The Select Board on Thursday voted in special session to place three Proposition 2 1/2 debt exclusion questions on the Nov. 6 ballot. The funding requests total $199,000 and include a new police cruiser, highway equipment and upgrades to Town Hall.
This was the second time the board approved the requests. At a previous meeting, the board approved four ballot questions but was informed by the state Attorney General’s Office the maximum they could put on the November ballot, which coincides with the presidential election, was three.
The special session was required because of a looming deadline to get the questions on the ballot.
The board unanimously voted to eliminate the smallest request, which totaled $6,000 for the planting of downtown shade trees. Town Manager Kenneth E. Walto recommended dropping the tree funding request, saying the money could possibly be found elsewhere.
All four capital requests, bundled into a single warrant article and ballot question, were approved unanimously at town meeting, which was attended by only 2 percent of registered voters -- 88 of approximately 4,300. But they were defeated by six votes at the town elections the following week.
The town is at its levy capacity, which necessitated the debt exclusion request.
Selectman Stuart T. Sargent was the lone dissenting vote on the three ballot questions.
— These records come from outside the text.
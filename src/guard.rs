use crate::{
    claims::ClaimSet,
    error::{ErrorKind, TokenError},
    validator::TokenValidator,
};
use std::{collections::HashMap, hash::BuildHasher};

/// The header bearer tokens are read from by default.
pub const DEFAULT_HEADER_NAME: &str = "Authorization";

const BEARER_SCHEME: &str = "Bearer";

/// A source of request headers.
pub trait HeaderSource {
    /// Get the value of a header, matching its name case insensitively.
    fn header(&self, name: &str) -> Option<&str>;
}

impl<S: BuildHasher> HeaderSource for HashMap<String, String, S> {
    fn header(&self, name: &str) -> Option<&str> {
        self.iter().find(|(key, _)| key.eq_ignore_ascii_case(name)).map(|(_, value)| value.as_str())
    }
}

/// Authorizes requests carrying a bearer token.
///
/// This is the piece a request filter hooks into: it pulls the token out of a header and maps
/// every reason to reject it into an [`Unauthorized`] error.
#[derive(Clone)]
pub struct BearerGuard {
    validator: TokenValidator,
    header_name: String,
}

impl BearerGuard {
    /// Construct a guard that reads tokens from the `Authorization` header.
    pub fn new(validator: TokenValidator) -> Self {
        Self { validator, header_name: DEFAULT_HEADER_NAME.to_string() }
    }

    /// Read tokens from the given header instead.
    pub fn with_header_name<S: Into<String>>(mut self, header_name: S) -> Self {
        self.header_name = header_name.into();
        self
    }

    /// The header tokens are read from.
    pub fn header_name(&self) -> &str {
        &self.header_name
    }

    /// Authorize a request given its headers, returning the claims in its token.
    pub fn authorize<H>(&self, headers: &H) -> Result<ClaimSet, Unauthorized>
    where
        H: HeaderSource + ?Sized,
    {
        let value = headers.header(&self.header_name).ok_or(Unauthorized::MissingToken)?;
        let token = bearer_token(value).ok_or(Unauthorized::MalformedHeader)?;
        Ok(self.validator.decode(token)?)
    }
}

fn bearer_token(value: &str) -> Option<&str> {
    let (scheme, token) = value.trim().split_once(' ')?;
    let token = token.trim();
    if scheme.eq_ignore_ascii_case(BEARER_SCHEME) && !token.is_empty() {
        Some(token)
    } else {
        None
    }
}

/// A request could not be authorized.
#[derive(Debug, thiserror::Error)]
pub enum Unauthorized {
    #[error("your request was made without an authorization token")]
    MissingToken,

    #[error("the authorization header is not a bearer token")]
    MalformedHeader,

    #[error("authentication token is expired")]
    Expired,

    #[error("the token signature is invalid")]
    InvalidSignature,

    #[error("invalid token: {0}")]
    InvalidToken(TokenError),
}

impl From<TokenError> for Unauthorized {
    fn from(error: TokenError) -> Self {
        match error.kind() {
            ErrorKind::TokenExpired => Self::Expired,
            ErrorKind::InvalidSignature => Self::InvalidSignature,
            _ => Self::InvalidToken(error),
        }
    }
}
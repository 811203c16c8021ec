use crate::clock::{Clock, SystemClock};
use chrono::{DateTime, Utc};
use serde::{Deserialize, Serialize};
use serde_json::Value;
use std::{fmt, str::FromStr};
use tracing::warn;

/// A JSON object.
pub type JsonObject = serde_json::Map<String, Value>;

/// The lifetime of a token when no explicit expiration is provided, in seconds.
pub const DEFAULT_LIFETIME_SECS: i64 = 3600;

/// The set of claims carried by a token.
///
/// The registered claims are always present. Extra claims are kept in insertion order and are
/// serialized after the registered ones.
#[derive(Clone, Debug, PartialEq, Serialize, Deserialize)]
pub struct ClaimSet {
    /// The principal this token refers to.
    #[serde(rename = "sub")]
    subject: Subject,

    /// The token issuer.
    #[serde(rename = "iss", default)]
    issuer: String,

    /// The intended audience.
    #[serde(rename = "aud", default)]
    audience: String,

    /// The Unix timestamp at which this token was issued.
    #[serde(rename = "iat")]
    issued_at: i64,

    /// The Unix timestamp at which this token becomes invalid.
    #[serde(rename = "exp")]
    expires_at: i64,

    /// The token identifier.
    #[serde(rename = "jti")]
    token_id: String,

    /// Any claims that aren't registered ones.
    #[serde(flatten)]
    extra: JsonObject,
}

impl ClaimSet {
    /// Build a claim set, using the system clock for any timestamp that isn't provided.
    pub fn build(options: ClaimSetOptions) -> Self {
        Self::build_with_clock(options, &SystemClock)
    }

    /// Build a claim set, using the given clock for any timestamp that isn't provided.
    pub fn build_with_clock(options: ClaimSetOptions, clock: &dyn Clock) -> Self {
        let ClaimSetOptions { iat, exp, iss, aud, sub, jti, extra_params } = options;
        let issued_at = iat.unwrap_or_else(|| clock.now().timestamp());
        let expires_at = exp.unwrap_or_else(|| issued_at.saturating_add(DEFAULT_LIFETIME_SECS));
        let mut claims = Self {
            subject: sub.unwrap_or_else(|| Subject::Name(generate_id())),
            issuer: iss.unwrap_or_default(),
            audience: aud.unwrap_or_default(),
            issued_at,
            expires_at,
            token_id: jti.unwrap_or_else(generate_id),
            extra: JsonObject::new(),
        };
        claims.extend_extra(extra_params);
        claims
    }

    /// Get the value of a registered claim by name.
    ///
    /// Extra claims are not looked up here, use [`ClaimSet::extra`] for those.
    pub fn get(&self, name: &str) -> Result<Value, UnknownAttribute> {
        let claim: RegisteredClaim = name.parse()?;
        Ok(self.registered(claim))
    }

    /// Get the value of a registered claim.
    pub fn registered(&self, claim: RegisteredClaim) -> Value {
        match claim {
            RegisteredClaim::Subject => self.subject.to_json(),
            RegisteredClaim::Issuer => Value::from(self.issuer.as_str()),
            RegisteredClaim::Audience => Value::from(self.audience.as_str()),
            RegisteredClaim::IssuedAt => Value::from(self.issued_at),
            RegisteredClaim::ExpiresAt => Value::from(self.expires_at),
            RegisteredClaim::TokenId => Value::from(self.token_id.as_str()),
        }
    }

    /// Get an extra claim by name.
    pub fn extra(&self, name: &str) -> Option<&Value> {
        self.extra.get(name)
    }

    /// Add an extra claim, replacing any existing one with the same name.
    ///
    /// Names that collide with a registered claim are ignored: the registered claim always wins.
    pub fn add_extra_attribute<N, V>(&mut self, name: N, value: V) -> &mut Self
    where
        N: Into<String>,
        V: Into<Value>,
    {
        let name = name.into();
        if RegisteredClaim::from_str(&name).is_ok() {
            warn!(claim = %name, "Ignoring extra claim that collides with a registered claim");
            return self;
        }
        self.extra.insert(name, value.into());
        self
    }

    /// Add every entry in the given object as an extra claim.
    pub fn extend_extra<I>(&mut self, entries: I) -> &mut Self
    where
        I: IntoIterator<Item = (String, Value)>,
    {
        for (name, value) in entries {
            self.add_extra_attribute(name, value);
        }
        self
    }

    /// Set the subject.
    pub fn set_subject<S: Into<Subject>>(&mut self, subject: S) -> &mut Self {
        self.subject = subject.into();
        self
    }

    /// Get all claims as a JSON object.
    ///
    /// Registered claims come first in the order `sub, iss, aud, iat, exp, jti`, followed by the
    /// extra claims in the order they were added.
    pub fn data(&self) -> JsonObject {
        let mut data = JsonObject::new();
        for claim in RegisteredClaim::ALL {
            data.insert(claim.to_string(), self.registered(claim));
        }
        data.extend(self.extra.iter().map(|(name, value)| (name.clone(), value.clone())));
        data
    }

    /// The subject.
    pub fn subject(&self) -> &Subject {
        &self.subject
    }

    /// The issuer.
    pub fn issuer(&self) -> &str {
        &self.issuer
    }

    /// The audience.
    pub fn audience(&self) -> &str {
        &self.audience
    }

    /// The issued at Unix timestamp.
    pub fn issued_at(&self) -> i64 {
        self.issued_at
    }

    /// The expiration Unix timestamp.
    pub fn expires_at(&self) -> i64 {
        self.expires_at
    }

    /// The expiration time, if it's representable.
    pub fn expires_at_time(&self) -> Option<DateTime<Utc>> {
        DateTime::from_timestamp(self.expires_at, 0)
    }

    /// The token identifier.
    pub fn token_id(&self) -> &str {
        &self.token_id
    }

    /// The extra claims.
    pub fn extra_claims(&self) -> &JsonObject {
        &self.extra
    }

    /// Whether these claims are expired at the given time.
    pub fn is_expired_at(&self, now: &DateTime<Utc>) -> bool {
        now.timestamp() > self.expires_at
    }
}

/// The options used to build a [`ClaimSet`].
///
/// Every registered claim left unset gets its default value. The field names match the claim
/// names so these options can be deserialized straight out of a configuration map.
#[derive(Clone, Debug, Default, Deserialize)]
pub struct ClaimSetOptions {
    /// The issued at timestamp.
    pub iat: Option<i64>,

    /// The expiration timestamp.
    pub exp: Option<i64>,

    /// The issuer.
    pub iss: Option<String>,

    /// The audience.
    pub aud: Option<String>,

    /// The subject.
    pub sub: Option<Subject>,

    /// The token identifier.
    pub jti: Option<String>,

    /// Extra claims to be added on construction.
    #[serde(default, rename = "extraParams")]
    pub extra_params: JsonObject,
}

impl ClaimSetOptions {
    /// Set the issued at timestamp.
    pub fn issued_at(mut self, timestamp: i64) -> Self {
        self.iat = Some(timestamp);
        self
    }

    /// Set the expiration timestamp.
    pub fn expires_at(mut self, timestamp: i64) -> Self {
        self.exp = Some(timestamp);
        self
    }

    /// Set the issuer.
    pub fn issuer<S: Into<String>>(mut self, issuer: S) -> Self {
        self.iss = Some(issuer.into());
        self
    }

    /// Set the audience.
    pub fn audience<S: Into<String>>(mut self, audience: S) -> Self {
        self.aud = Some(audience.into());
        self
    }

    /// Set the subject.
    pub fn subject<S: Into<Subject>>(mut self, subject: S) -> Self {
        self.sub = Some(subject.into());
        self
    }

    /// Set the token identifier.
    pub fn token_id<S: Into<String>>(mut self, token_id: S) -> Self {
        self.jti = Some(token_id.into());
        self
    }

    /// Add an extra claim.
    pub fn extra_param<N, V>(mut self, name: N, value: V) -> Self
    where
        N: Into<String>,
        V: Into<Value>,
    {
        self.extra_params.insert(name.into(), value.into());
        self
    }
}

/// The subject of a token.
#[derive(Clone, Debug, PartialEq, Eq, Hash, Serialize, Deserialize)]
#[serde(untagged)]
pub enum Subject {
    /// A numeric identifier.
    Id(i64),

    /// A textual identifier.
    Name(String),
}

impl Subject {
    fn to_json(&self) -> Value {
        match self {
            Self::Id(id) => Value::from(*id),
            Self::Name(name) => Value::from(name.as_str()),
        }
    }
}

impl fmt::Display for Subject {
    fn fmt(&self, f: &mut fmt::Formatter<'_>) -> fmt::Result {
        match self {
            Self::Id(id) => write!(f, "{id}"),
            Self::Name(name) => write!(f, "{name}"),
        }
    }
}

impl From<i64> for Subject {
    fn from(id: i64) -> Self {
        Self::Id(id)
    }
}

impl From<i32> for Subject {
    fn from(id: i32) -> Self {
        Self::Id(id.into())
    }
}

impl From<u32> for Subject {
    fn from(id: u32) -> Self {
        Self::Id(id.into())
    }
}

impl From<String> for Subject {
    fn from(name: String) -> Self {
        Self::Name(name)
    }
}

impl From<&str> for Subject {
    fn from(name: &str) -> Self {
        Self::Name(name.to_string())
    }
}

/// A registered claim.
#[derive(Clone, Copy, Debug, PartialEq, Eq, Hash)]
pub enum RegisteredClaim {
    Subject,
    Issuer,
    Audience,
    IssuedAt,
    ExpiresAt,
    TokenId,
}

impl RegisteredClaim {
    /// All registered claims, in the order they're serialized.
    pub const ALL: [RegisteredClaim; 6] =
        [Self::Subject, Self::Issuer, Self::Audience, Self::IssuedAt, Self::ExpiresAt, Self::TokenId];

    /// The claim name.
    pub fn name(&self) -> &'static str {
        match self {
            Self::Subject => "sub",
            Self::Issuer => "iss",
            Self::Audience => "aud",
            Self::IssuedAt => "iat",
            Self::ExpiresAt => "exp",
            Self::TokenId => "jti",
        }
    }
}

impl fmt::Display for RegisteredClaim {
    fn fmt(&self, f: &mut fmt::Formatter<'_>) -> fmt::Result {
        write!(f, "{}", self.name())
    }
}

impl FromStr for RegisteredClaim {
    type Err = UnknownAttribute;

    fn from_str(s: &str) -> Result<Self, Self::Err> {
        Self::ALL.into_iter().find(|claim| claim.name() == s).ok_or_else(|| UnknownAttribute(s.to_string()))
    }
}

/// An attribute that doesn't exist was requested.
#[derive(Clone, Debug, PartialEq, thiserror::Error)]
#[error("attribute '{0}' doesn't exist")]
pub struct UnknownAttribute(pub String);

// 16 random bytes, hex encoded.
pub(crate) fn generate_id() -> String {
    hex::encode(rand::random::<[u8; 16]>())
}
"I’m having a hard time bringing back a vote that was already voted down," said Sargent.
Selectwoman Mary R. Cherry said the requests were being brought back because they got voted down by a slim margin by a sparsely attended election. She acknowledged there was a poor turnout at the town meeting as well, but she said the national election will allow for a much larger sample of the town’s population and a more definitive result.
Sargent floated the idea of using higher-than-expected state aid and a possible land sale to offset the funding requests. Board members said they were interested in hearing more about the fiscal impact and said there is still time to work on the language of the special town meeting that must be held before the election.
Walto cautioned against using the extra state aid -- an estimated $60,0000 to $70,000 -- because the town is at its levy limit and could use it as a small "rainy day" fund. Walto said there are also pending labor negotiations and right-of-way funding for upcoming Housatonic Street construction.